第70代内閣総理大臣、鈴木善幸元首相が7月19日御逝去されました。約二年間という短い政権期間でしたが、日本政治にあたえたインパクトは小さくありません。検証します。
1ページ目 【「三角大福中」の大抗争のあと、突如白羽の矢が立った鈴木元首相】
2ページ目 【「和の政治」で自民党の抗争を終結させ、行財政改革に手をつけた鈴木政権】
3ページ目 【鈴木流「和の政治」が今の自民党政治に残したものとはなにか考える】
【「三角大福中」の大抗争のあと、突如白羽の矢が立った鈴木元首相】
●こちらも要チェック! 政治についての基本知識と基本用語
鈴木善幸元首相とはどんな政治家か
鈴木善幸元首相は、1947年、最初は社会党から立候補し衆議院議員となりました。その後、現在の自民党の流れを組む民主自由党に入党、以来自民党議員として頭角を表していきます。派閥は、「所得倍増計画」をうちだし高度成長の先べんをつけた池田勇人元首相の派閥「宏池会」でした。宏池会はその後大平派、鈴木派、宮沢派と受け継がれ、現在は堀内派と旧加藤派がこれを名乗っています。
はやくも1960年には池田内閣で郵政大臣として初入閣、その後官房長官などを歴任します。官僚出身が多かった当時の自民党、とりわけ宏池会にとっては純粋な党人=官僚出身政治家に対してその他の政治家をこう呼ぶ、であった鈴木元首相は、特に選挙対策的に貴重な存在であったようです。
その後、大平元首相の懐刀をつとめ、大平派の大番頭といわれるようになりました。
「三角大福中」のはげしい党内抗争
そんななか、自民党で巻き起こったのがいわゆる1970年代の「三角大福中」のはげしい抗争です。発端は、戦後最長政権(約7年半)をほこった佐藤栄作内閣のあと、ポスト佐藤をめぐってはじまった田中角栄元首相と福田赳夫元首相の「怨念の対決」でした。ポスト佐藤として佐藤元首相の意中にあった福田元首相を、田中元首相が裏から議員たちに手をまわし、いつのまにか佐藤派をのっとり、佐藤政権をついだのです。
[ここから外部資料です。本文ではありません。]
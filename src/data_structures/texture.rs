//! GPU textures and texture creation utilities.

use anyhow::*;
use image::{GenericImageView, ImageFormat, load_from_memory_with_format};

/// A GPU texture with a view and optional sampler.
///
/// Used for material base color maps and for the depth attachment. Created
/// via [`from_bytes`](Self::from_bytes) for image data, via
/// [`from_pixel`](Self::from_pixel) for solid colors and via
/// [`create_depth_texture`](Self::create_depth_texture) for the depth buffer.
#[derive(Clone, Debug)]
pub struct Texture {
    #[allow(unused)]
    pub texture: wgpu::Texture,
    pub view: wgpu::TextureView,
    pub sampler: Option<wgpu::Sampler>,
}

impl Texture {
    /// Standard depth buffer texture format (32-bit float).
    pub const DEPTH_FORMAT: wgpu::TextureFormat = wgpu::TextureFormat::Depth32Float;

    /// Create the depth texture paired with the surface.
    ///
    /// Recreated on every resize; `size` is [width, height] in pixels and is
    /// clamped to at least one texel because winit reports zero-sized
    /// windows while minimized.
    pub fn create_depth_texture(device: &wgpu::Device, size: [u32; 2], label: &str) -> Self {
        let size = wgpu::Extent3d {
            width: size[0].max(1),
            height: size[1].max(1),
            depth_or_array_layers: 1,
        };
        let desc = wgpu::TextureDescriptor {
            label: Some(label),
            size,
            mip_level_count: 1,
            sample_count: 1,
            dimension: wgpu::TextureDimension::D2,
            format: Self::DEPTH_FORMAT,
            usage: wgpu::TextureUsages::RENDER_ATTACHMENT | wgpu::TextureUsages::TEXTURE_BINDING,
            view_formats: &[Self::DEPTH_FORMAT],
        };
        let texture = device.create_texture(&desc);
        let view = texture.create_view(&wgpu::TextureViewDescriptor::default());

        Self {
            texture,
            view,
            sampler: None,
        }
    }

    /// Create a 1x1 solid color texture.
    ///
    /// Materials that only carry a diffuse color (no texture file) are bound
    /// through one of these, so the shader never has to branch on whether a
    /// base color map exists.
    pub fn from_pixel(
        device: &wgpu::Device,
        queue: &wgpu::Queue,
        rgba: [u8; 4],
        label: &str,
    ) -> Texture {
        let size = wgpu::Extent3d {
            width: 1,
            height: 1,
            depth_or_array_layers: 1,
        };

        let texture = device.create_texture(&wgpu::TextureDescriptor {
            label: Some(label),
            size,
            mip_level_count: 1,
            sample_count: 1,
            dimension: wgpu::TextureDimension::D2,
            format: wgpu::TextureFormat::Rgba8UnormSrgb,
            usage: wgpu::TextureUsages::TEXTURE_BINDING | wgpu::TextureUsages::COPY_DST,
            view_formats: &[],
        });

        queue.write_texture(
            wgpu::TexelCopyTextureInfo {
                aspect: wgpu::TextureAspect::All,
                texture: &texture,
                mip_level: 0,
                origin: wgpu::Origin3d::ZERO,
            },
            &rgba,
            wgpu::TexelCopyBufferLayout {
                offset: 0,
                bytes_per_row: Some(4),
                rows_per_image: Some(1),
            },
            size,
        );

        let view = texture.create_view(&wgpu::TextureViewDescriptor::default());
        let sampler = Some(create_default_sampler(device));
        Texture {
            texture,
            view,
            sampler,
        }
    }

    /// Load a texture from raw byte data (image file contents).
    ///
    /// # Arguments
    ///
    /// * `bytes` represent raw image file data (PNG, JPEG)
    /// * `label` is used as a debug name for the GPU resource
    /// * `format` is an optional file format hint (e.g., "png"). If None, auto-detect.
    pub fn from_bytes(
        device: &wgpu::Device,
        queue: &wgpu::Queue,
        bytes: &[u8],
        label: &str,
        format: Option<&str>,
    ) -> Result<Self> {
        let img = match format.and_then(ImageFormat::from_extension) {
            None => image::load_from_memory(bytes)?,
            Some(fmt) => load_from_memory_with_format(bytes, fmt)?,
        };
        Self::from_image(device, queue, &img, Some(label))
    }

    pub fn from_image(
        device: &wgpu::Device,
        queue: &wgpu::Queue,
        img: &image::DynamicImage,
        label: Option<&str>,
    ) -> Result<Self> {
        let dimensions = img.dimensions();
        let rgba = img.to_rgba8();

        let size = wgpu::Extent3d {
            width: dimensions.0,
            height: dimensions.1,
            depth_or_array_layers: 1,
        };
        let texture = device.create_texture(&wgpu::TextureDescriptor {
            label,
            size,
            mip_level_count: 1,
            sample_count: 1,
            dimension: wgpu::TextureDimension::D2,
            format: wgpu::TextureFormat::Rgba8UnormSrgb,
            usage: wgpu::TextureUsages::TEXTURE_BINDING | wgpu::TextureUsages::COPY_DST,
            view_formats: &[],
        });

        queue.write_texture(
            wgpu::TexelCopyTextureInfo {
                aspect: wgpu::TextureAspect::All,
                texture: &texture,
                mip_level: 0,
                origin: wgpu::Origin3d::ZERO,
            },
            &rgba,
            wgpu::TexelCopyBufferLayout {
                offset: 0,
                bytes_per_row: Some(4 * dimensions.0),
                rows_per_image: Some(dimensions.1),
            },
            size,
        );

        let view = texture.create_view(&wgpu::TextureViewDescriptor::default());
        let sampler = Some(create_default_sampler(device));

        Ok(Self {
            texture,
            view,
            sampler,
        })
    }
}

/// Repeat-addressed linear sampler; repeat addressing is what makes the
/// ground plane's UV tiling work.
pub fn create_default_sampler(device: &wgpu::Device) -> wgpu::Sampler {
    device.create_sampler(&wgpu::SamplerDescriptor {
        address_mode_u: wgpu::AddressMode::Repeat,
        address_mode_v: wgpu::AddressMode::Repeat,
        address_mode_w: wgpu::AddressMode::Repeat,
        mag_filter: wgpu::FilterMode::Linear,
        min_filter: wgpu::FilterMode::Linear,
        mipmap_filter: wgpu::FilterMode::Linear,
        ..Default::default()
    })
}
これに対する福田元首相の怨念から始まった抗争。加えて、金権疑獄で政権を去った田中元首相を、ロッキード事件で逮捕まで追い込み田中元首相の怒りをかった三木元首相。
これに、福田派に近い中曽根派、田中派に近い大平派が加わり、自民党は主流派(田中・大平派)、反主流派(福田・三木・中曽根派)の大抗争に発展していくのですね。
抗争は、ようやく政権をとった福田元首相を、田中派の全面バックアップでわずか二年で引きずり降ろした大平元首相が政権をとったことで、ピークを迎えます。
反主流派は1979年、大平再選阻止をはかって「自民党をよくする会」を結成、自民党の会場を占拠し福田元首相を首相候補に決定(このとき、つまれたバリケードをどんじゃらぶちこわしていったのがあのハマコーさんでした)。
そして国会の首相指名選挙で堂々と反主流派は「福田」と書いて投票。結果は反主流派の負けでしたが、怨念はさらにつのりました。これがいわゆる「40日抗争」です。
そして1980年、社会党がいつものように参院選決起のためにダメモトで提案した大平内閣不信任案の採決を、反主流派が欠席。そのため大平内閣は不信任され、参議院選挙と同時に衆議院解散・総選挙となったのでした。まさに自民党分裂です。
しかし、自民党は選挙で大勝
この直後、大平元首相は倒れ急死します。主流派は大平元首相の「弔い合戦」として選挙戦を戦います。一方、思いがけない衆参ダブル選挙で混乱する野党陣営。結果、分裂状態にあったはずの自民党が圧勝します。急逝した大平元首相への同情票が集まったともいわれますす。
また、衆参ダブル選挙となったことで集票能力にまさる自民党が野党を突き放したともいわれます。いずれにせよ、自民党は衆議院280議席と、かつてない多数を確保します。
ここでいきなり、三角大福中の抗争はいったんストップします。こんなに自民党勝ったんだから、抗争はちょっとやめよう。大与党として、やるべき政策を進めよう、と。
ここで浮上したのが、大平派の大番頭、鈴木元首相なのでした。